Policy Market Blog

They Didn't Send Us Their Best

Martin Kennedy - Friday, March 22, 2019

Tennessee developed primarily as the result of the first migration 

The Cream of the Crop? Geography, Networks, and Irish Migrant Selection in the Age of Mass Migration

Dylan Shane Connor  
Published online: 14 March 2019
Forthcoming in Journal of Economic History
Abstract (partial)
Using new data from Ireland in the early twentieth century, I provide evidence… showing that the sons of farmers and illiterate men were more likely to emigrate than their literate and skilled counterparts. Emigration rates were highest in poorer farming communities with stronger migrant networks. I constructed these data using…to follow people over time and to measure chain migration from origin communities to the United States.

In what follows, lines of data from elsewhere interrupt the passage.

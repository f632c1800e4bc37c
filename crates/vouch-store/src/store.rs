//! The document store contract.

use serde_json::Value;
use vouch_core::{Code, Outcome};

use crate::collection::Collection;
use crate::error::StoreResult;

/// Operations available inside a transaction.
///
/// Reads observe the transaction's own pending writes. Nothing is visible
/// to other transactions until commit.
pub trait Txn {
    /// Read a document.
    ///
    /// # Errors
    ///
    /// Returns a [`crate::StoreError`] if the backend fails.
    fn get(&mut self, collection: Collection, id: &str) -> StoreResult<Option<Value>>;

    /// Stage a write.
    ///
    /// # Errors
    ///
    /// Returns a [`crate::StoreError`] if the backend fails.
    fn set(&mut self, collection: Collection, id: &str, doc: Value) -> StoreResult<()>;

    /// Stage a deletion.
    ///
    /// # Errors
    ///
    /// Returns a [`crate::StoreError`] if the backend fails.
    fn delete(&mut self, collection: Collection, id: &str) -> StoreResult<()>;

    /// Read every document in a collection, pending writes included.
    ///
    /// # Errors
    ///
    /// Returns a [`crate::StoreError`] if the backend fails.
    fn scan(&mut self, collection: Collection) -> StoreResult<Vec<(String, Value)>>;
}

/// A transactional document store.
///
/// One transaction per logical protocol step; a transaction is never held
/// open across calls to other components. Conflicts between concurrent
/// transactions are the store's problem: the closure is simply retried.
pub trait DocStore: Send + Sync {
    /// Read a document outside any transaction.
    ///
    /// # Errors
    ///
    /// Returns a [`crate::StoreError`] if the backend fails.
    fn get(&self, collection: Collection, id: &str) -> StoreResult<Option<Value>>;

    /// Write a document outside any transaction.
    ///
    /// # Errors
    ///
    /// Returns a [`crate::StoreError`] if the backend fails.
    fn set(&self, collection: Collection, id: &str, doc: Value) -> StoreResult<()>;

    /// Delete a document outside any transaction.
    ///
    /// # Errors
    ///
    /// Returns a [`crate::StoreError`] if the backend fails.
    fn delete(&self, collection: Collection, id: &str) -> StoreResult<()>;

    /// Read every document in a collection.
    ///
    /// # Errors
    ///
    /// Returns a [`crate::StoreError`] if the backend fails.
    fn scan(&self, collection: Collection) -> StoreResult<Vec<(String, Value)>>;

    /// Run a closure as one atomic unit.
    ///
    /// A closure returning a failed [`Outcome`] aborts: staged writes are
    /// discarded and the outcome comes back unchanged, no retry. A commit
    /// conflict reruns the closure; past the retry budget the whole call
    /// fails `Locked`.
    fn transact<T>(&self, f: impl FnMut(&mut dyn Txn) -> Outcome<T>) -> Outcome<T>
    where
        Self: Sized;

    /// Remove documents whose `expires` passed before `older_than_millis`.
    /// Returns how many went.
    ///
    /// # Errors
    ///
    /// Returns a [`crate::StoreError`] if the backend fails.
    fn sweep_expired(&self, older_than_millis: i64) -> StoreResult<usize>;
}

/// The `expires` stamp of a document, if it carries one.
#[must_use]
pub fn expires_of(doc: &Value) -> Option<i64> {
    doc.get("expires").and_then(Value::as_i64)
}

/// Turn a raw read into an outcome: absent documents are `NotFound`,
/// present-but-stale ones are `Expired`. Documents without an `expires`
/// stamp (or with zero) never go stale.
#[must_use]
pub fn require_fresh(
    collection: Collection,
    id: &str,
    doc: Option<Value>,
    now_millis: i64,
) -> Outcome<Value> {
    let Some(doc) = doc else {
        return Outcome::fail(
            Code::NotFound,
            format!("document {collection}/{id} missing"),
        );
    };
    let expires = expires_of(&doc).unwrap_or_default();
    Outcome::good(doc).ensure(
        expires == 0 || expires > now_millis,
        Code::Expired,
        format!("document {collection}/{id} expired at {expires}"),
    )
}
use std::path::Path;

use anyhow::{Result, bail};
use tracing::info;

use crate::cli::InventoryArgs;
use crate::config::ensure_notes_dir;
use crate::index::{EXIT_OK, EXIT_PARSE_FAILURE};
use crate::loader::DocumentLoader;
use crate::model::{Document, FailedSource, NotesInventoryManifest};
use crate::util::{now_utc_string, write_json_pretty};

#[cfg(test)]
mod tests;

pub fn run(args: InventoryArgs) -> Result<u8> {
    let manifest = build_manifest(&args.notes_dir)?;
    let exit_code = if manifest.failures.is_empty() {
        EXIT_OK
    } else {
        EXIT_PARSE_FAILURE
    };

    if args.dry_run {
        info!(
            document_count = manifest.document_count,
            failures = manifest.failures.len(),
            source = %manifest.source_directory,
            "inventory dry-run complete"
        );
        return Ok(exit_code);
    }

    write_json_pretty(&args.manifest_path, &manifest)?;
    info!(path = %args.manifest_path.display(), "wrote inventory manifest");
    info!(document_count = manifest.document_count, "inventory completed");

    Ok(exit_code)
}

pub fn build_manifest(notes_dir: &Path) -> Result<NotesInventoryManifest> {
    ensure_notes_dir(notes_dir)?;

    let notes = DocumentLoader::new(notes_dir)?.load_all()?;
    if notes.documents.is_empty() && notes.failures.is_empty() {
        bail!("no note files found in {}", notes_dir.display());
    }

    let mut documents = notes
        .documents
        .iter()
        .map(Document::source_entry)
        .collect::<Vec<_>>();
    documents.sort_by(|a, b| a.chapter.cmp(&b.chapter).then(a.file.cmp(&b.file)));

    let failures = notes
        .failures
        .iter()
        .map(FailedSource::from)
        .collect::<Vec<FailedSource>>();

    Ok(NotesInventoryManifest {
        manifest_version: 1,
        generated_at: now_utc_string(),
        source_directory: notes_dir.display().to_string(),
        document_count: documents.len(),
        documents,
        failures,
    })
}
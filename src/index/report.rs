use serde::Serialize;

use crate::error::IndexMismatchError;
use crate::model::FailedSource;

pub const EXIT_OK: u8 = 0;
pub const EXIT_MISSING: u8 = 1;
pub const EXIT_PARSE_FAILURE: u8 = 2;
/// Configuration errors and unreadable inputs or outputs.
pub const EXIT_FATAL: u8 = 3;

#[derive(Debug, Clone, PartialEq, Serialize)]
#[serde(tag = "status", rename_all = "snake_case")]
pub enum ReportEntry {
    Resolved {
        chapter: u32,
        title: String,
        document: String,
    },
    Missing {
        chapter: u32,
        title: String,
        file: String,
    },
    Orphaned {
        file: String,
    },
}

impl ReportEntry {
    pub fn line(&self) -> String {
        match self {
            Self::Resolved { chapter, title, .. } => format!("OK {chapter} {title}"),
            Self::Missing { chapter, title, .. } => format!("MISSING {chapter} {title}"),
            Self::Orphaned { file } => format!("ORPHANED {file}"),
        }
    }

    pub fn mismatch(&self) -> Option<IndexMismatchError> {
        match self {
            Self::Resolved { .. } => None,
            Self::Missing {
                chapter,
                title,
                file,
            } => Some(IndexMismatchError::MissingChapter {
                chapter: *chapter,
                title: title.clone(),
                file: file.clone(),
            }),
            Self::Orphaned { file } => {
                Some(IndexMismatchError::OrphanedDocument { file: file.clone() })
            }
        }
    }
}

#[derive(Debug, Clone, Default, Serialize)]
pub struct ValidationReport {
    pub entries: Vec<ReportEntry>,
    pub failures: Vec<FailedSource>,
    pub warnings: Vec<String>,
}

impl ValidationReport {
    pub fn resolved_count(&self) -> usize {
        self.entries
            .iter()
            .filter(|entry| matches!(entry, ReportEntry::Resolved { .. }))
            .count()
    }

    pub fn missing_count(&self) -> usize {
        self.entries
            .iter()
            .filter(|entry| matches!(entry, ReportEntry::Missing { .. }))
            .count()
    }

    pub fn orphaned_count(&self) -> usize {
        self.entries
            .iter()
            .filter(|entry| matches!(entry, ReportEntry::Orphaned { .. }))
            .count()
    }

    pub fn mismatches(&self) -> Vec<IndexMismatchError> {
        self.entries.iter().filter_map(ReportEntry::mismatch).collect()
    }

    /// Parse failures outrank missing chapters.
    pub fn exit_code(&self) -> u8 {
        if !self.failures.is_empty() {
            EXIT_PARSE_FAILURE
        } else if self.missing_count() > 0 {
            EXIT_MISSING
        } else {
            EXIT_OK
        }
    }

    pub fn render_text(&self) -> String {
        let mut lines = self
            .entries
            .iter()
            .map(ReportEntry::line)
            .collect::<Vec<String>>();

        for failure in &self.failures {
            let location = match failure.line {
                Some(line) => format!("{}:{line}", failure.file),
                None => failure.file.clone(),
            };
            lines.push(format!("FAILED {location} {}", failure.reason));
        }
        for warning in &self.warnings {
            lines.push(format!("WARNING {warning}"));
        }

        if lines.is_empty() {
            return String::new();
        }
        let mut out = lines.join("\n");
        out.push('\n');
        out
    }
}
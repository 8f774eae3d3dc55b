use std::cmp::Ordering;
use std::collections::{BTreeMap, BTreeSet, HashSet};

use serde::Serialize;
use tracing::{debug, info};

use crate::config::SimilarityConfig;
use crate::model::{ContentBlock, DiscardedSection, Document, Section, SectionId};
use crate::render::render_document;
use crate::util::{normalize_whitespace, sha256_text};

mod similarity;

pub use similarity::{heading_key, similarity, token_set};

/// Root sections judged near-identical, with the one kept in their place.
#[derive(Debug, Clone, Serialize)]
pub struct DuplicateGroup {
    pub key: String,
    pub members: Vec<SectionId>,
    pub canonical_id: SectionId,
    #[serde(skip)]
    pub canonical: Section,
    /// Similarity of each member to the canonical section, parallel to
    /// `members`.
    pub similarities: Vec<f64>,
}

#[derive(Debug, Clone, Default)]
pub struct DedupOutcome {
    pub groups: Vec<DuplicateGroup>,
    /// Every root section mapped to its group's canonical section. Sections
    /// outside any group map to themselves.
    pub canonical: BTreeMap<SectionId, SectionId>,
    pub discarded: Vec<DiscardedSection>,
}

struct Candidate<'a> {
    id: SectionId,
    section: &'a Section,
    tokens: BTreeSet<String>,
    distinct_blocks: usize,
    text_len: usize,
}

impl<'a> Candidate<'a> {
    fn new(id: SectionId, section: &'a Section) -> Self {
        let body = section.body_text();
        let distinct_blocks = section
            .subtree_blocks()
            .into_iter()
            .collect::<HashSet<&ContentBlock>>()
            .len();

        Self {
            id,
            section,
            tokens: token_set(&body),
            distinct_blocks,
            text_len: normalize_whitespace(&body).chars().count(),
        }
    }

    /// `Less` means `self` is the better canonical choice.
    fn completeness_order(&self, other: &Self) -> Ordering {
        other
            .distinct_blocks
            .cmp(&self.distinct_blocks)
            .then(other.text_len.cmp(&self.text_len))
            .then(self.id.cmp(&other.id))
    }
}

/// Groups root sections by heading key and body similarity. Pure: the same
/// documents in any order give the same outcome.
pub fn deduplicate(documents: &[Document], config: &SimilarityConfig) -> DedupOutcome {
    let mut buckets = BTreeMap::<String, Vec<Candidate<'_>>>::new();
    let mut outcome = DedupOutcome::default();

    for document in documents {
        for (ordinal, section) in document.sections.iter().enumerate() {
            let id = SectionId {
                document: document.id.clone(),
                ordinal,
            };
            outcome.canonical.insert(id.clone(), id.clone());

            let key = heading_key(&section.heading);
            if key.is_empty() {
                continue;
            }
            buckets
                .entry(key)
                .or_default()
                .push(Candidate::new(id, section));
        }
    }

    for (key, mut candidates) in buckets {
        if candidates.len() < 2 {
            continue;
        }
        candidates.sort_by(|left, right| left.completeness_order(right));

        // The most complete remaining section claims everything within the
        // threshold of itself. Members are never linked through each other.
        let mut remaining = (0..candidates.len()).collect::<Vec<usize>>();
        while let Some((&best, rest)) = remaining.split_first() {
            let canonical = &candidates[best];
            let (mut members, left_over): (Vec<usize>, Vec<usize>) =
                rest.iter().copied().partition(|&index| {
                    similarity(&candidates[index].tokens, &canonical.tokens, config.metric)
                        >= config.threshold
                });
            remaining = left_over;

            if members.is_empty() {
                continue;
            }
            members.push(best);
            members.sort_by(|&left, &right| candidates[left].id.cmp(&candidates[right].id));

            let mut group = DuplicateGroup {
                key: key.clone(),
                members: Vec::with_capacity(members.len()),
                canonical_id: canonical.id.clone(),
                canonical: canonical.section.clone(),
                similarities: Vec::with_capacity(members.len()),
            };

            for &index in &members {
                let member = &candidates[index];
                let score = similarity(&member.tokens, &canonical.tokens, config.metric);
                group.members.push(member.id.clone());
                group.similarities.push(score);
                outcome
                    .canonical
                    .insert(member.id.clone(), canonical.id.clone());

                if index != best {
                    outcome.discarded.push(DiscardedSection {
                        section: member.id.clone(),
                        heading: member.section.heading.clone(),
                        line: member.section.line,
                        canonical: canonical.id.clone(),
                        similarity: score,
                    });
                }
            }

            debug!(
                key = %group.key,
                members = group.members.len(),
                canonical = %group.canonical_id,
                "duplicate group"
            );
            outcome.groups.push(group);
        }
    }

    outcome
        .groups
        .sort_by(|left, right| left.members[0].cmp(&right.members[0]));
    outcome
        .discarded
        .sort_by(|left, right| left.section.cmp(&right.section));

    info!(
        sections = outcome.canonical.len(),
        groups = outcome.groups.len(),
        discarded = outcome.discarded.len(),
        threshold = config.threshold,
        metric = config.metric.as_str(),
        "deduplicated sections"
    );

    outcome
}

impl DedupOutcome {
    pub fn group_for(&self, id: &SectionId) -> Option<&DuplicateGroup> {
        let canonical = self.canonical.get(id)?;
        self.groups
            .iter()
            .find(|group| &group.canonical_id == canonical)
    }

    /// Rebuilds `documents` (already in output order) with each duplicate
    /// group collapsed: the canonical section takes the place of the first
    /// member encountered and later members are dropped. Inputs are not
    /// modified.
    pub fn canonicalize(&self, documents: &[&Document]) -> Vec<Document> {
        let mut emitted = HashSet::<SectionId>::new();
        let mut merged = Vec::with_capacity(documents.len());

        for document in documents {
            let mut sections = Vec::with_capacity(document.sections.len());
            for (ordinal, section) in document.sections.iter().enumerate() {
                let id = SectionId {
                    document: document.id.clone(),
                    ordinal,
                };

                match self.group_for(&id) {
                    Some(group) => {
                        if emitted.insert(group.canonical_id.clone()) {
                            sections.push(rehome(&group.canonical, &document.id));
                        }
                    }
                    None => sections.push(section.clone()),
                }
            }

            let mut rebuilt = Document {
                id: document.id.clone(),
                path: document.path.clone(),
                source: String::new(),
                sha256: String::new(),
                chapter: document.chapter,
                title: document.title.clone(),
                preamble: document.preamble.clone(),
                sections,
            };
            rebuilt.source = render_document(&rebuilt);
            rebuilt.sha256 = sha256_text(&rebuilt.source);
            merged.push(rebuilt);
        }

        merged
    }
}

/// Copy of `section` owned by `document`.
fn rehome(section: &Section, document: &str) -> Section {
    Section {
        heading: section.heading.clone(),
        level: section.level,
        line: section.line,
        document: document.to_string(),
        blocks: section.blocks.clone(),
        children: section
            .children
            .iter()
            .map(|child| rehome(child, document))
            .collect(),
    }
}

TPM:  He studied the second migration. 

There were two distinct Irish migrations.  The Scots-Irish (aka Ulster-Irish) came first, primarily between 1720-1770.  Think (southern) Appalachia, frontiersmen, banjos, settling western NC, Virginia, Tennessee, Kentucky etc. 

Irish-Catholics poured in primarily between 1830 --1880.  Think Boston, NYC, Phila, Chicago etc. 

Distinct groups with different cultures, but both immigrant groups were poorly educated and unskilled when they arrived.      

If you want to understand the Scots-Irish, read 'Born Fighting' by Jim Webb.  Quite good and an easy read.